*Task requirements*.
Go through the entries below and collect each line with the string "prepare" in it.

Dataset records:
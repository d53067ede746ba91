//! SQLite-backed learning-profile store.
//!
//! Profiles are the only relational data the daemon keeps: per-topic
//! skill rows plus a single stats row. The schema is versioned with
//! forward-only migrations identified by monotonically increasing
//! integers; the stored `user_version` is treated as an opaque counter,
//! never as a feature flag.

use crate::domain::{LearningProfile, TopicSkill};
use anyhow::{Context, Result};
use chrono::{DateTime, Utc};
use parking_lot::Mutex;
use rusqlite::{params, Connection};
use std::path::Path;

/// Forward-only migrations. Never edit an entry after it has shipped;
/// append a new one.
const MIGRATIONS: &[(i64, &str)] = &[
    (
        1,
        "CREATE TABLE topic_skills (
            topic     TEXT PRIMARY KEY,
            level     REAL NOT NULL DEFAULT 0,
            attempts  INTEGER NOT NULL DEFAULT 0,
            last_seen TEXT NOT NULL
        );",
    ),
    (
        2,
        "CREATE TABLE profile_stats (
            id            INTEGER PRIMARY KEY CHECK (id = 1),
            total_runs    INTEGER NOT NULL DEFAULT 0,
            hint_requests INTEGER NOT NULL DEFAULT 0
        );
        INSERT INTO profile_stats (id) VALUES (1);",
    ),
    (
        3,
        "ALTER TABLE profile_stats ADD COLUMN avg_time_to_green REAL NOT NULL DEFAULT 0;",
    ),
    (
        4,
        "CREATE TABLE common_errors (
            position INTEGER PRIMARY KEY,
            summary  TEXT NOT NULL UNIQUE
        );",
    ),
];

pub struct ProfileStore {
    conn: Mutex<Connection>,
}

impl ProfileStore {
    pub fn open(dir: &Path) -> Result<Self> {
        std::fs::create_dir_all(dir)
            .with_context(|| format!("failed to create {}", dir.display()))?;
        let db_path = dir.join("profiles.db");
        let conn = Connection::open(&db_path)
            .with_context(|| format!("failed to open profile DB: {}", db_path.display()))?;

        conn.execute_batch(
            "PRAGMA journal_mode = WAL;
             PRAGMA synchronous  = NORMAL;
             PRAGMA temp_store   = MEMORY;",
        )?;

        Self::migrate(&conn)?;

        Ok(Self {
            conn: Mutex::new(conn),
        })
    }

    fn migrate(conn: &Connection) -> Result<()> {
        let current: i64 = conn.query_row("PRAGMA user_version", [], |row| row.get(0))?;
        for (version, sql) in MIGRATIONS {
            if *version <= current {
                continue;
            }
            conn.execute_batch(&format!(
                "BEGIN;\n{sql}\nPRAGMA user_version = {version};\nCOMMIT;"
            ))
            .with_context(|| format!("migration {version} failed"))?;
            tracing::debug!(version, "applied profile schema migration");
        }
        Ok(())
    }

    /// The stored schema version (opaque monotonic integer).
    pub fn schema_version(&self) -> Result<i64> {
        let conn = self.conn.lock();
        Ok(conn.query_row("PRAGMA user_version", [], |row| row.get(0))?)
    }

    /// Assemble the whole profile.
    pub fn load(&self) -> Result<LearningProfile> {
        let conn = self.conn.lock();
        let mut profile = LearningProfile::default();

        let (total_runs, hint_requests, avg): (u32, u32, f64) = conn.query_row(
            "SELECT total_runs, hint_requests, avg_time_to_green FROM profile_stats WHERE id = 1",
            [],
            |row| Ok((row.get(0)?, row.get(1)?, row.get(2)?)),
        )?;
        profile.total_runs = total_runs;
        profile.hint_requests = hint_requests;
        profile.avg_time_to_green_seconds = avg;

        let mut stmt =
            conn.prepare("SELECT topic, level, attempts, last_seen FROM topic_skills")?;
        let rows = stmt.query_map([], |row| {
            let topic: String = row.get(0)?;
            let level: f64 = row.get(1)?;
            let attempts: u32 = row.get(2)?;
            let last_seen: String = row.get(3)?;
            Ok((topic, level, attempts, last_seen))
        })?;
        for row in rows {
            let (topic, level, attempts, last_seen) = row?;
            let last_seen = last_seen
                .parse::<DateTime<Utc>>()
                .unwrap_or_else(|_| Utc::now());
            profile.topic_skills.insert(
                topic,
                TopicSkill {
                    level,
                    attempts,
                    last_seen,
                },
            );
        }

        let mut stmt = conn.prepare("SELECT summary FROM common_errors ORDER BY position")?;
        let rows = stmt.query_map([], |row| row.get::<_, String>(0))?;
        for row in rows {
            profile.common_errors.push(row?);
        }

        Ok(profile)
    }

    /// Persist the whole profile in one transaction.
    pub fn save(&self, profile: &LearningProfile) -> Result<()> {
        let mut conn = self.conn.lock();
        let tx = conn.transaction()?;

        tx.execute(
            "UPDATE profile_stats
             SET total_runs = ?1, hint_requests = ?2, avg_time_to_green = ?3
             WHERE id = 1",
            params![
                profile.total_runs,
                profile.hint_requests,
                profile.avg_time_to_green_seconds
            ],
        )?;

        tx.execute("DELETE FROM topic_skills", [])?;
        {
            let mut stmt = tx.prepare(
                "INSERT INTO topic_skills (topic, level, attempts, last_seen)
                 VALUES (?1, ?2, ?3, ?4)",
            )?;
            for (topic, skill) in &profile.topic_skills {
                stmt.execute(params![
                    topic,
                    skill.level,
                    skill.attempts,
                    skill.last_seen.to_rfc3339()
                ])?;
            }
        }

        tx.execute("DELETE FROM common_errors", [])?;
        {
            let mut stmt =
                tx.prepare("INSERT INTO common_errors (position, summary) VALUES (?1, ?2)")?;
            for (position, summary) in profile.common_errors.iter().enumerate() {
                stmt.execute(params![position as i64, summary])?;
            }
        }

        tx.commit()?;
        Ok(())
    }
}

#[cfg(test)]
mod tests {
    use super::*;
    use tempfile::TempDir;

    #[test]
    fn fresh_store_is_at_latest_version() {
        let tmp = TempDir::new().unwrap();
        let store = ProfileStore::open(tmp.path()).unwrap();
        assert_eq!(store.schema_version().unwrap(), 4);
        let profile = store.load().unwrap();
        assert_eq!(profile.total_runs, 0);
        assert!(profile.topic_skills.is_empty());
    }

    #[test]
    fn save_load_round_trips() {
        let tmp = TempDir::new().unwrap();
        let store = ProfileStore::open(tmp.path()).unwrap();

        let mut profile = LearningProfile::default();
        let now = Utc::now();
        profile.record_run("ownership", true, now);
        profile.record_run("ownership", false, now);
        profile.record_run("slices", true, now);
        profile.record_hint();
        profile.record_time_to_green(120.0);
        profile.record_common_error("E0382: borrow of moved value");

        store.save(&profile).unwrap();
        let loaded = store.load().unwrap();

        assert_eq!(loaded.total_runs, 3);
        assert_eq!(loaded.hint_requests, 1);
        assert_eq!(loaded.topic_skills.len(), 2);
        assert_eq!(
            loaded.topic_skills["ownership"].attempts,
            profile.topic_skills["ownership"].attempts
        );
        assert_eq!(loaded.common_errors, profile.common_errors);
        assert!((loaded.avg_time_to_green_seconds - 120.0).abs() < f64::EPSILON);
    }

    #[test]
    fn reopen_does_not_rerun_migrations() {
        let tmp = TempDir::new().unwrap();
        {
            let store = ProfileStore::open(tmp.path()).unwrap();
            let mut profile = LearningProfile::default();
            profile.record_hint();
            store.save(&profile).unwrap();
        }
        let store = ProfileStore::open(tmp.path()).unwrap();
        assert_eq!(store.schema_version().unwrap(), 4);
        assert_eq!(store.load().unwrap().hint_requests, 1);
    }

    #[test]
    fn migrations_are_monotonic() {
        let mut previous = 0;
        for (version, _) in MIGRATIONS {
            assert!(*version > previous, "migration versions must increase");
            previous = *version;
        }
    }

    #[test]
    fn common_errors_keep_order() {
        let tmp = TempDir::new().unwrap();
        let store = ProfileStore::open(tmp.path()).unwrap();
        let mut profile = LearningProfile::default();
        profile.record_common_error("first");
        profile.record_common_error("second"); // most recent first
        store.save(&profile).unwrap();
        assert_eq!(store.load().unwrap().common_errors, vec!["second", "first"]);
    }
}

*The answer*.
            conn.prepare("SELECT topic, level, attempts, last_seen FROM topic_skills")?;
        let mut stmt = conn.prepare("SELECT summary FROM common_errors ORDER BY position")?;
            let mut stmt = tx.prepare(
                tx.prepare("INSERT INTO common_errors (position, summary) VALUES (?1, ?2)")?;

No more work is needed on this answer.